Member of the Kansas House of Representatives from the 108th district
- In office January 8, 2003 – July 14, 2009
- Preceded by: Dennis McKinney
- Succeeded by: Don Svaty

Personal details
- Born: November 7, 1979 (age 46) Ellsworth, Kansas, U.S.
- Party: Democratic
- Spouse: Kimberly Svaty
- Children: 4
- Education: Sterling College (BS)

= Josh Svaty =

American politician (born 1979)

Joshua Svaty (/ˈswɑːti/; born November 7, 1979) is an American politician, farmer, and businessman from Kansas. He announced his bid for the 2018 Kansas gubernatorial election as a Democrat on May 16, 2017. In 2002, at the age of 22, Svaty was elected to the Kansas House of Representatives and served until he was appointed secretary of the Kansas Department of Agriculture by Governor Mark Parkinson on July 14, 2009. After leaving office in 2011, Svaty served as the Vice President of The Land Institute, a nonprofit agricultural research entity near Salina. He and his wife own a farm in Ellsworth County, Kansas.

== Education ==
Svaty received his undergraduate degree from Sterling College, a small liberal arts college in Sterling, Kansas. He later attended Washburn University School of Law in Topeka, Kansas, partly during his term in the Kansas House of Representatives.

== Career ==

=== Campaign for Governor ===

Since announcing he was running for Governor of Kansas in May 2017, Svaty visited all 105 Kansas counties as part of his campaign trail, traveling over 16,701 miles and counting.

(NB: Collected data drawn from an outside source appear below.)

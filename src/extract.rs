//! LaTeX citation key extraction.
//!
//! Finds bibcodes inside citation commands such as `\cite{...}`, `\citet{...}`,
//! `\citep[see][p. 4]{...}` and `\nocite{...}`. Only literal pattern matching
//! is performed: macros are not expanded and comments are not stripped.

use std::collections::HashSet;
use std::fs;
use std::path::{Path, PathBuf};

use once_cell::sync::Lazy;
use regex::Regex;
use thiserror::Error;
use tracing::{debug, warn};

use crate::record::CitationKey;

/// `\cite...` or `\nocite`, optional star, up to two optional arguments,
/// then the key list. Group 1 is the raw key list.
static CITE_RE: Lazy<Regex> = Lazy::new(|| {
    Regex::new(r"\\(?:no)?cite[a-zA-Z]*\*?\s*(?:\[[^\]]*\]\s*){0,2}\{([^{}]*)\}")
        .expect("invalid citation pattern")
});

/// Errors that can occur while reading input documents.
#[derive(Error, Debug)]
pub enum ExtractError {
    #[error("cannot read '{path}': {source}")]
    Read {
        path: PathBuf,
        #[source]
        source: std::io::Error,
    },
}

/// Reads every input document up front.
///
/// # Errors
///
/// Returns the first file that cannot be read.
pub fn read_documents(paths: &[PathBuf]) -> Result<Vec<(PathBuf, String)>, ExtractError> {
    paths
        .iter()
        .map(|path| read_document(path).map(|text| (path.clone(), text)))
        .collect()
}

/// Reads a document as text. Bytes that are not UTF-8 (e.g. a Latin-1
/// source) are replaced; bibcodes are ASCII and survive the decoding.
fn read_document(path: &Path) -> Result<String, ExtractError> {
    debug!(path = %path.display(), "reading document");
    let bytes = fs::read(path).map_err(|source| ExtractError::Read {
        path: path.to_path_buf(),
        source,
    })?;

    match String::from_utf8(bytes) {
        Ok(text) => Ok(text),
        Err(e) => {
            warn!(path = %path.display(), "document is not valid UTF-8, decoding lossily");
            Ok(String::from_utf8_lossy(e.as_bytes()).into_owned())
        }
    }
}

/// Extracts the bibcodes cited in a single document, in order of appearance,
/// without deduplication.
///
/// Entries that are not bibcodes are skipped with a warning.
///
/// # Examples
///
/// ```
/// use tex2bib::extract_from_document;
///
/// let keys = extract_from_document(r"As shown by \citet{1998ApJ...500..525S}.");
/// assert_eq!(keys.len(), 1);
/// assert_eq!(keys[0].as_str(), "1998ApJ...500..525S");
/// ```
pub fn extract_from_document(text: &str) -> Vec<CitationKey> {
    let mut keys = Vec::new();

    for cap in CITE_RE.captures_iter(text) {
        let Some(list) = cap.get(1) else {
            continue;
        };

        for entry in list.as_str().split(',') {
            let entry = entry.trim();
            if entry.is_empty() {
                continue;
            }
            match CitationKey::parse(entry) {
                Some(key) => keys.push(key),
                None => warn!(entry, "skipping citation that is not a bibcode"),
            }
        }
    }

    keys
}

/// Extracts the unique bibcodes cited across all documents.
///
/// Keys are returned in first-seen order: documents are scanned in the order
/// given and each document from start to end.
pub fn extract_keys<S: AsRef<str>>(documents: &[S]) -> Vec<CitationKey> {
    let mut seen: HashSet<CitationKey> = HashSet::new();
    let mut keys = Vec::new();

    for doc in documents {
        for key in extract_from_document(doc.as_ref()) {
            if seen.insert(key.clone()) {
                keys.push(key);
            }
        }
    }

    keys
}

In May 2018, Svaty announced his running mate for lieutenant governor to be Katrina Lewison, a Manhattan-Ogden USD 383 Board of Education member and former Blackhawk helicopter pilot.

=== House of Representatives ===
Svaty was first elected to the Kansas House of Representatives at the age of 22. Svaty started his term on January 8, 2003 as a representative of the 108th district, which consisted of Ellsworth County, rural Saline County, parts of south Salina, and Solomon in Dickinson County. Svaty, a member of the Democratic Party, was elected in a district in which the Republican Party held a 2-to-1 registration advantage. He was re-elected to his House seat three times.

==== Committee membership ====
- Energy and Utilities
- Agriculture and Natural Resources (Ranking Member)
- Joint Committee on Energy and Environmental Policy

==== Major donors ====
The top 5 donors to Svaty's 2008 campaign:
- 1. AT&T $1,500
- 2. Kansas National Education Assoc $1,000
- 3. Kansas Medical Society $1,000
- 4. Kansas Contractors Assoc $1,000
- 5. Pioneer Communications $1,000

=== Secretary of Agriculture ===
Governor Mark Parkinson appointed Svaty as the Kansas Secretary of Agriculture in 2009. He served in this role from 2009-2011.

=== EPA ===
Svaty served as senior advisor to the regional administrator for the Environmental Protection Agency’s Region 7 for more than two years, following his time as the Secretary of Agriculture.

=== The Land Institute ===
Svaty served as the vice president of The Land Institute, a science-based research organization based in Saline County that is working on developing perennial grain crops, before he returned to farming in Ellsworth County. He left The Land Institute in 2015 to focus fully on Free State Farms.

=== Free State Farms ===
Svaty and his wife, Kimberly, own and operate Free State Farms, a crop and livestock operation in Ellsworth County. Free State Farms was formed in 2010 and is a fully diversified operation that includes wheat, sorghum, soybeans, sunflowers, and a cow/calf operation.